11時半ごろ、中谷さんと打ち合わせがてら「パンとコーヒーとひらりんと」に行った。鶏そぼろの乗った日替わりピザを食べた。劇場には14時前に到着した。事務所に挨拶。検温。エアコンのリモコンをお借りした。15時半ごろ、ヤマトのトラックが到着。発送時と同じドライバーの方から箱馬の入った黒い段ボールを6個受け取る。三週間のホームステイから遥々返ってきたことを実感して色々思ったが、そんなことよりも数が足りない。ほぼ半数の箱馬が未着。このあと別のトラックで運ばれてくる可能性も捨てきれないので最寄りのサービスセンターに問い合わせてみたが、今日付の荷物はもうないとのことだった。リストを確認して未着の方に連絡を入れる。あらためて7日の午前中に時間指定で送っていただくことになった。

 

もはや今ここにある6個よりも、ここにない4個のことが気になっていた。返送日時云々よいうより、もはや箱馬の存在自体が忘れ去られていたんじゃないか。この日到着しなかった箱馬4がそれぞれの家の中で放置され、風景と化している状況を思い浮かべた。届いた6個の箱馬はまだ開封せず、劇場の外の倉庫に格納して帰った。

2020.08.07

8月7日。午前中に指定したので8時半に行く予定だったが寝坊。9時ごろ劇場に到着した。まだ箱馬は届いていない。事務所に挨拶と検温。ロビーのエアコンのリモコンをお借りした。未着の内1件は翌日の4日に届いたそうで、立て替えていただいた代金を精算した。

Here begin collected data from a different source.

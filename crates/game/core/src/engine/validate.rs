//! Up-front validation of the adventure tables.
//!
//! Produces the resolved transition map the manager dispatches on, so a
//! successful validation is also the only way to obtain one.

use std::collections::{HashMap, HashSet};

use crate::config::GameConfig;
use crate::error::ConfigError;
use crate::ids::{KeySymbol, PropId, RoomId, StateId};
use crate::room::RoomRegistry;
use crate::tables::{AdventureTables, Effect, RegionScope, StateTable, Trigger};

/// `(state, trigger) → target` for every `Goto`-style rule.
pub(crate) type TransitionMap = HashMap<(StateId, Trigger), StateId>;

pub(crate) struct Validated {
    pub start: StateId,
    pub transitions: TransitionMap,
}

pub(crate) fn validate(
    tables: &AdventureTables,
    rooms: &RoomRegistry,
    config: &GameConfig,
) -> Result<Validated, ConfigError> {
    let states = &tables.states;
    let first = states.first().ok_or(ConfigError::EmptyStateTable)?;

    let mut seen = HashSet::new();
    for state in states.iter() {
        if !seen.insert(&state.id) {
            return Err(ConfigError::DuplicateState(state.id.clone()));
        }
    }

    let start = config.start_state.clone().unwrap_or_else(|| first.id.clone());
    if !states.contains(&start) {
        return Err(ConfigError::UnknownStartState(start));
    }

    let mut transitions = TransitionMap::new();

    for state in states.iter() {
        if !rooms.contains(&state.room) {
            return Err(ConfigError::UnknownRoom {
                state: state.id.clone(),
                room: state.room.clone(),
            });
        }

        for (key, target) in &state.transitions {
            check_key(&state.id, key, config)?;
            require_state(states, target, || {
                format!("state '{}' transition on '{}'", state.id, key)
            })?;
            insert_unique(
                &mut transitions,
                state.id.clone(),
                Trigger::Key(key.clone()),
                target.clone(),
            )?;
        }

        for (edge, target) in state.exits.iter() {
            require_state(states, target, || {
                format!("state '{}' {} exit", state.id, edge)
            })?;
        }
    }

    let mut regions = HashSet::new();
    for region in tables.clickables.iter() {
        if !regions.insert(&region.id) {
            return Err(ConfigError::DuplicateRegion(region.id.clone()));
        }
        if let RegionScope::State(scope) = &region.scope {
            require_state(states, scope, || format!("clickable '{}' scope", region.id))?;
        }
        if let Some(target) = &region.target {
            require_state(states, target, || format!("clickable '{}' target", region.id))?;
        }
    }

    let mut narrations = HashSet::new();
    for rule in tables.interactions.iter() {
        let context = || format!("interaction on {} in '{}'", rule.trigger, rule.state);
        let state = states
            .get(&rule.state)
            .ok_or_else(|| ConfigError::UnknownState {
                context: context(),
                target: rule.state.clone(),
            })?;

        match &rule.trigger {
            Trigger::Key(key) => check_key(&rule.state, key, config)?,
            Trigger::Click(region) => {
                if !regions.contains(region) {
                    return Err(ConfigError::UnknownRegion {
                        context: context(),
                        region: region.clone(),
                    });
                }
            }
            Trigger::Overlap(prop) => check_prop(rooms, &state.room, prop, context)?,
        }

        match &rule.effect {
            Effect::Goto(target) => {
                require_state(states, target, context)?;
                insert_unique(
                    &mut transitions,
                    rule.state.clone(),
                    rule.trigger.clone(),
                    target.clone(),
                )?;
            }
            Effect::Narrate(_) => {
                if !matches!(rule.trigger, Trigger::Overlap(_)) {
                    return Err(ConfigError::NarrateWithoutOverlap {
                        state: rule.state.clone(),
                        trigger: rule.trigger.to_string(),
                    });
                }
                if !narrations.insert((&rule.state, &rule.trigger)) {
                    return Err(ConfigError::AmbiguousTransition {
                        state: rule.state.clone(),
                        trigger: rule.trigger.to_string(),
                    });
                }
            }
        }
    }

    Ok(Validated { start, transitions })
}

fn check_key(state: &StateId, key: &KeySymbol, config: &GameConfig) -> Result<(), ConfigError> {
    if key.is_empty() {
        return Err(ConfigError::EmptyInputSymbol {
            state: state.clone(),
        });
    }
    if config.is_reserved(key) {
        return Err(ConfigError::ReservedSymbol {
            state: state.clone(),
            key: key.clone(),
        });
    }
    Ok(())
}

fn check_prop(
    rooms: &RoomRegistry,
    room: &RoomId,
    prop: &PropId,
    context: impl FnOnce() -> String,
) -> Result<(), ConfigError> {
    let known = rooms
        .get(room)
        .is_some_and(|r| r.trigger_props().contains(prop));
    if known {
        Ok(())
    } else {
        Err(ConfigError::UnknownProp {
            context: context(),
            room: room.clone(),
            prop: prop.clone(),
        })
    }
}

fn require_state(
    states: &StateTable,
    target: &StateId,
    context: impl FnOnce() -> String,
) -> Result<(), ConfigError> {
    if states.contains(target) {
        Ok(())
    } else {
        Err(ConfigError::UnknownState {
            context: context(),
            target: target.clone(),
        })
    }
}

fn insert_unique(
    map: &mut TransitionMap,
    state: StateId,
    trigger: Trigger,
    target: StateId,
) -> Result<(), ConfigError> {
    let key = (state, trigger);
    if map.contains_key(&key) {
        let (state, trigger) = key;
        return Err(ConfigError::AmbiguousTransition {
            state,
            trigger: trigger.to_string(),
        });
    }
    map.insert(key, target);
    Ok(())
}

それからめちゃくちゃ待った。ヤマトのトラックが到着したのは12時ごろだった。箱馬の入った黒い段ボールを3個受け取り、これで送った箱馬10個すべてがTHEATRE E9 KYOTOに無事に返ってきた。

 

今日届いた3個と倉庫に保管していた7個を舞台上に運ぶ。しばらく眺めたあと、事務所でお借りしたカッターで封を開け、箱馬を一つ一つ取り出していく。梱包のテープの種類や貼り方になんとなく個性が見えたが、中にスッポリ納まっている箱馬は三週間前のそれと何も変わらない。もはや7月に発送してから一度も開封されずにそのまま送り返されてきたんじゃないか。しかしそれぞれ入っていた箱と並べてみると、箱馬一つ一つどこか違った雰囲気を帯びているようにも感じる。外見上の変化はないが、箱馬の中の空洞がそれぞれ別の何かによって埋められ、箱馬が内側から書き換えられているような。ある箱馬の丸穴の中を覗くと、丁寧に梱包された「出雲そば」と対面した。箱馬の中に忍ばせていたいくつかの〈おまけ〉が、取り出されることなく箱馬と一緒に返ってきていた。このとき初めて、劇場に箱馬が返ってきたというより、家から箱馬が送られてきたように思えて、時間の蓄積と空間の奥行きを感じたのだった。

すべての箱馬を取り出し終え、劇場のスタッフ立ち会いのもと状態等の確認を行う。特に損傷などもなく、返却完了。箱馬はまた外の倉庫に格納することになった。翌週にE9で予定されていた公演は開催見送りになってしまったそうなので、また元どおり劇場の活動に動員されるのはもうしばらく先になる。実際このためには三日間しか劇場に通ってないし、自分はただ劇場から箱馬を送って、受け取っただけだが、ロングラン公演を終えたような妙な達成感と解放感があった。手元に返ってきた〈おまけ〉の「出雲そば」は中谷さんにあげて、自分は「ガーベラの造花」を持ち帰った。デカいコーラを買って帰った。